As the science world buzzes with news of gravitational waves, the Indian government green-lit the construction of its very own detector, a move that will bolster a blooming branch of astrophysics.
If the news of gravitational waves this month makes your mortal brain melt, you’re not alone. The historic detection of ripples in the fabric of space-time confirmed a few mind-dissolving things, among them that Einstein had been right all along about that relativity business — and that black holes exist. Now the Indian Cabinet has approved construction of a new detector that help will pin down gravitational waves for closer inspection.
It all cascaded when a scientist noticed that a squiggle had appeared on his computer screen detected by the Laser Interferometer Gravitational-Wave Observatory (LIGO). After rigorously checking the data, scientists confirmed the first observation of gravitational waves, which Albert Einstein predicted a hundred years ago as part of his general theory of relativity.

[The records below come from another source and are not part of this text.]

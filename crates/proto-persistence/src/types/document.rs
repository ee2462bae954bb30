//! Prototype document, the file a host saves its working forest to.

use chrono::{DateTime, Utc};
use proto_tree::ComponentTree;
use serde::{Deserialize, Serialize};

/// Current document schema version.
pub const CURRENT_SCHEMA_VERSION: u32 = 1;

/// A named prototype and its component forest.
#[derive(Debug, Clone, PartialEq, Serialize, Deserialize)]
#[serde(rename_all = "camelCase")]
pub struct PrototypeDocument {
    /// Schema version (for future migrations).
    pub schema_version: u32,

    pub name: String,

    /// When the document was created.
    pub created_at: DateTime<Utc>,

    /// When the document was last saved.
    pub last_saved_at: DateTime<Utc>,

    #[serde(default)]
    pub components: ComponentTree,
}

impl PrototypeDocument {
    pub fn new(name: impl Into<String>) -> Self {
        let now = Utc::now();
        Self {
            schema_version: CURRENT_SCHEMA_VERSION,
            name: name.into(),
            created_at: now,
            last_saved_at: now,
            components: ComponentTree::new(),
        }
    }

    /// Update the last saved timestamp.
    pub fn touch(&mut self) {
        self.last_saved_at = Utc::now();
    }
}
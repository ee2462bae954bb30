//! Command-line host for the prototype studio.
//!
//! The binary parses [`cli::Cli`], sets up logging and settings, and hands
//! the command to [`commands::run`].

pub mod cli;
pub mod commands;
pub mod config;
pub mod logging;
pub mod render;
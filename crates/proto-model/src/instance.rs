//! Component instances: the nodes of a prototype tree.

use std::collections::{BTreeMap, HashSet};

use serde::{Deserialize, Serialize};

use crate::ids::{ComponentId, CompositionId};
use crate::value::PropValue;

/// Back-reference from an instantiated composition to its library entry.
#[derive(Debug, Clone, PartialEq, Eq, Serialize, Deserialize)]
#[serde(rename_all = "camelCase")]
pub struct SavedCompositionRef {
    pub source_id: CompositionId,
    pub structural_hash: String,
}

/// Free-text description of what a function property should do.
#[derive(Debug, Clone, PartialEq, Eq, Serialize, Deserialize)]
#[serde(rename_all = "camelCase")]
pub struct ActionBinding {
    pub prop_name: String,
    pub description: String,
}

/// One placed occurrence of a component type.
///
/// Children are owned, so a well-formed tree is a strict forest by
/// construction. Id uniqueness across the forest is maintained by the
/// editing engine.
#[derive(Debug, Clone, PartialEq, Serialize, Deserialize)]
#[serde(rename_all = "camelCase")]
pub struct ComponentInstance {
    pub id: ComponentId,
    pub type_name: String,
    #[serde(default, skip_serializing_if = "BTreeMap::is_empty")]
    pub properties: BTreeMap<String, PropValue>,
    #[serde(default, skip_serializing_if = "Vec::is_empty")]
    pub children: Vec<ComponentInstance>,
    #[serde(default, skip_serializing_if = "BTreeMap::is_empty")]
    pub slot_children: BTreeMap<String, Vec<ComponentInstance>>,
    #[serde(default, skip_serializing_if = "Vec::is_empty")]
    pub actions: Vec<ActionBinding>,
    #[serde(default, skip_serializing_if = "Option::is_none")]
    pub saved_composition_ref: Option<SavedCompositionRef>,
}

impl ComponentInstance {
    pub fn new(id: ComponentId, type_name: impl Into<String>) -> Self {
        Self {
            id,
            type_name: type_name.into(),
            properties: BTreeMap::new(),
            children: Vec::new(),
            slot_children: BTreeMap::new(),
            actions: Vec::new(),
            saved_composition_ref: None,
        }
    }

    #[must_use]
    pub fn with_property(mut self, name: impl Into<String>, value: impl Into<PropValue>) -> Self {
        self.properties.insert(name.into(), value.into());
        self
    }

    #[must_use]
    pub fn with_child(mut self, child: ComponentInstance) -> Self {
        self.children.push(child);
        self
    }

    #[must_use]
    pub fn with_slot_child(mut self, slot: impl Into<String>, child: ComponentInstance) -> Self {
        self.slot_children.entry(slot.into()).or_default().push(child);
        self
    }

    /// Explicit value, if one is stored.
    pub fn property(&self, name: &str) -> Option<&PropValue> {
        self.properties.get(name)
    }

    pub fn action(&self, prop_name: &str) -> Option<&str> {
        self.actions
            .iter()
            .find(|a| a.prop_name == prop_name)
            .map(|a| a.description.as_str())
    }

    pub fn slot(&self, name: &str) -> &[ComponentInstance] {
        self.slot_children.get(name).map_or(&[], Vec::as_slice)
    }

    /// Ordinary children plus every slot child.
    pub fn total_child_count(&self) -> usize {
        self.children.len() + self.slot_children.values().map(Vec::len).sum::<usize>()
    }

    /// Names of slots that currently have a list, in name order.
    pub fn slot_names(&self) -> impl Iterator<Item = &str> {
        self.slot_children.keys().map(String::as_str)
    }

    /// Depth-first walk of this subtree, starting with `self`.
    ///
    /// Ordinary children are visited before slot children; slots are
    /// visited in name order.
    pub fn preorder(&self) -> Preorder<'_> {
        Preorder { stack: vec![self] }
    }

    pub fn ids(&self) -> impl Iterator<Item = &ComponentId> {
        self.preorder().map(|node| &node.id)
    }

    pub fn contains_id(&self, id: &ComponentId) -> bool {
        self.preorder().any(|node| &node.id == id)
    }

    pub fn find(&self, id: &ComponentId) -> Option<&ComponentInstance> {
        self.preorder().find(|node| &node.id == id)
    }

    pub fn find_mut(&mut self, id: &ComponentId) -> Option<&mut ComponentInstance> {
        if &self.id == id {
            return Some(self);
        }
        for child in self.children.iter_mut() {
            if let Some(found) = child.find_mut(id) {
                return Some(found);
            }
        }
        for list in self.slot_children.values_mut() {
            for child in list.iter_mut() {
                if let Some(found) = child.find_mut(id) {
                    return Some(found);
                }
            }
        }
        None
    }

    /// Replace every id in this subtree with one drawn from `next_id`.
    pub fn regenerate_ids<F>(&mut self, next_id: &mut F)
    where
        F: FnMut() -> ComponentId,
    {
        self.id = next_id();
        for child in self.children.iter_mut() {
            child.regenerate_ids(next_id);
        }
        for list in self.slot_children.values_mut() {
            for child in list.iter_mut() {
                child.regenerate_ids(next_id);
            }
        }
    }

    /// First id that occurs more than once in this subtree.
    pub fn duplicate_id(&self) -> Option<&ComponentId> {
        let mut seen = HashSet::new();
        self.ids().find(|id| !seen.insert(*id))
    }
}

/// Depth-first iterator over a component subtree.
pub struct Preorder<'a> {
    stack: Vec<&'a ComponentInstance>,
}

impl<'a> Iterator for Preorder<'a> {
    type Item = &'a ComponentInstance;

    fn next(&mut self) -> Option<Self::Item> {
        let node = self.stack.pop()?;
        // Push in reverse so the first ordinary child is popped next.
        for list in node.slot_children.values().rev() {
            self.stack.extend(list.iter().rev());
        }
        self.stack.extend(node.children.iter().rev());
        Some(node)
    }
}
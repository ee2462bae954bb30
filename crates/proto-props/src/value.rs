//! Value checks against a property's semantic type.

use proto_model::{PropValue, PropertyDefinition, SemanticType};

use crate::error::{PropertyError, Result};

/// Check that `value` fits `def`.
///
/// Numbers must be finite, booleans must be booleans, and everything else
/// is text. A non-empty option list restricts text values, except for icon
/// references, which name host assets the catalogue cannot enumerate.
pub fn validate_value(def: &PropertyDefinition, value: &PropValue) -> Result<()> {
    match (def.semantic_type, value) {
        (SemanticType::Number, PropValue::Number(n)) if n.is_finite() => Ok(()),
        (SemanticType::Boolean, PropValue::Bool(_)) => Ok(()),
        (SemanticType::Number | SemanticType::Boolean, other) => Err(mismatch(def, other)),
        (_, PropValue::Text(text)) => check_option(def, text),
        (_, other) => Err(mismatch(def, other)),
    }
}

/// Turn user-entered text into a typed, validated value.
pub fn parse_value(def: &PropertyDefinition, raw: &str) -> Result<PropValue> {
    let value = match def.semantic_type {
        SemanticType::Number => {
            let number = raw
                .trim()
                .parse::<f64>()
                .ok()
                .filter(|n| n.is_finite())
                .ok_or_else(|| unparseable(def, raw))?;
            PropValue::Number(number)
        }
        SemanticType::Boolean => match raw.trim().to_ascii_lowercase().as_str() {
            "true" | "yes" | "on" | "1" => PropValue::Bool(true),
            "false" | "no" | "off" | "0" => PropValue::Bool(false),
            _ => return Err(unparseable(def, raw)),
        },
        _ => PropValue::Text(raw.to_string()),
    };
    validate_value(def, &value)?;
    Ok(value)
}

fn check_option(def: &PropertyDefinition, text: &str) -> Result<()> {
    if def.is_icon_reference || def.enum_options.is_empty() {
        return Ok(());
    }
    if def.enum_options.iter().any(|option| option == text) {
        Ok(())
    } else {
        Err(PropertyError::NotAnOption {
            property: def.name.clone(),
            value: text.to_string(),
            options: def.enum_options.clone(),
        })
    }
}

fn expected(def: &PropertyDefinition) -> &'static str {
    match def.semantic_type {
        SemanticType::Number => "number",
        SemanticType::Boolean => "boolean",
        _ => "text",
    }
}

fn mismatch(def: &PropertyDefinition, found: &PropValue) -> PropertyError {
    PropertyError::TypeMismatch {
        property: def.name.clone(),
        expected: expected(def),
        found: found.kind(),
    }
}

fn unparseable(def: &PropertyDefinition, raw: &str) -> PropertyError {
    PropertyError::Unparseable {
        property: def.name.clone(),
        raw: raw.to_string(),
        expected: expected(def),
    }
}

#[cfg(test)]
mod tests {
    use super::*;

    fn size() -> PropertyDefinition {
        PropertyDefinition::new("size", SemanticType::Enum).with_options(["sm", "md", "lg"])
    }

    #[test]
    fn enum_values_must_be_options() {
        assert!(validate_value(&size(), &PropValue::from("md")).is_ok());
        assert!(matches!(
            validate_value(&size(), &PropValue::from("huge")),
            Err(PropertyError::NotAnOption { .. })
        ));
        assert!(matches!(
            validate_value(&size(), &PropValue::Number(2.0)),
            Err(PropertyError::TypeMismatch { .. })
        ));
    }

    #[test]
    fn icon_enums_accept_any_name() {
        let icon = PropertyDefinition::new("icon", SemanticType::Enum).icon();
        assert!(validate_value(&icon, &PropValue::from("ArrowRight")).is_ok());
    }

    #[test]
    fn parses_numbers_and_booleans() {
        let count = PropertyDefinition::new("columnCount", SemanticType::Number);
        assert_eq!(parse_value(&count, " 4 ").unwrap(), PropValue::Number(4.0));
        assert!(parse_value(&count, "four").is_err());
        assert!(parse_value(&count, "NaN").is_err());

        let flag = PropertyDefinition::new("disabled", SemanticType::Boolean);
        assert_eq!(parse_value(&flag, "Yes").unwrap(), PropValue::Bool(true));
        assert_eq!(parse_value(&flag, "false").unwrap(), PropValue::Bool(false));
        assert!(matches!(
            parse_value(&flag, "maybe"),
            Err(PropertyError::Unparseable { .. })
        ));
    }

    #[test]
    fn text_types_keep_raw_input() {
        let color = PropertyDefinition::new("iconBackgroundColor", SemanticType::Color);
        assert_eq!(
            parse_value(&color, "#ff0000").unwrap(),
            PropValue::from("#ff0000")
        );
        assert_eq!(parse_value(&size(), "lg").unwrap(), PropValue::from("lg"));
    }
}
//! Component tree model and mutation engine.
//!
//! A [`ComponentTree`] is an ordered forest of
//! [`ComponentInstance`](proto_model::ComponentInstance)s. Every node holds
//! ordinary children and named slot lists. All structural edits go through
//! a [`TreeEditor`], which checks them against the registry and applies
//! them atomically:
//!
//! - insert at the top level, as a child, or into a slot
//! - delete a subtree
//! - duplicate a subtree with fresh ids
//! - move by drag and drop, before, after or inside a target
//!
//! # Example
//!
//! ```
//! use proto_registry::ComponentRegistry;
//! use proto_tree::{ComponentTree, DropPlacement, TreeEditor};
//!
//! let registry = ComponentRegistry::builtin().unwrap();
//! let mut editor = TreeEditor::new(&registry);
//! let mut tree = ComponentTree::new();
//!
//! let row = editor.insert_root(&mut tree, "Row").unwrap();
//! let column = editor.insert_root(&mut tree, "Column").unwrap();
//! editor
//!     .move_node(&mut tree, &column, &row, DropPlacement::Inside)
//!     .unwrap();
//! assert_eq!(tree.roots.len(), 1);
//! ```

pub mod dnd;
pub mod editor;
pub mod error;
pub mod forest;
pub mod outline;

pub use dnd::{DragSession, DropPlacement, DropTarget, UnknownPlacement};
pub use editor::TreeEditor;
pub use error::{Result, TreeError};
pub use forest::{ComponentTree, Container, Location};
pub use outline::{OutlineRow, node_label, outline, render_outline};
//! Component metadata registry.
//!
//! The registry is the sole source of truth for what a component type can
//! do: which properties it exposes, whether it takes ordinary children, and
//! which named slots it offers.
//!
//! # Example
//!
//! ```
//! use proto_registry::ComponentRegistry;
//!
//! let registry = ComponentRegistry::builtin().unwrap();
//! let card = registry.lookup("Card").unwrap();
//! assert!(card.static_slot("header").is_some());
//! ```

pub mod embedded;
pub mod error;
pub mod loader;
pub mod registry;

pub use error::{RegistryError, Result};
pub use loader::Catalogue;
pub use registry::ComponentRegistry;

But observatories that detect wrinkles in space-time can only pinpoint the waves’ origins in bits of sky. Currently a pair of twin LIGO detectors reside in Hanford, Washington, and almost two thousands miles away in Livingston, Louisiana. They operate in unison, their sensitive mirrors cocked, listening for the faintest of signals. So faint, in fact, that the measurement was about a thousandth the diameter of a proton, the executive director of the LIGO Laboratory, told the New Yorker.
The identical interferometers are placed far apart so that local interference — like trucks, storms, and other bobbles — can be discerned and ruled out. (A legitimate gravitational wave would trigger both.) India’s observatory, the third interferometer in the world, will also be an exact copy and is projected to open in 2023.
Along with a detector in Germany, the LIGO group will also be working with observatories in Italy and Japan, which are being upgraded. Almost everything that we know about space stems from raking light. So if the LIGO Scientific Collaboration, which consists of more than 1,000 scientists, can narrow where the waves come from, telescopes that harvest different frequencies will complement how we piece together the universe’s history — one minuscule squiggle at a time.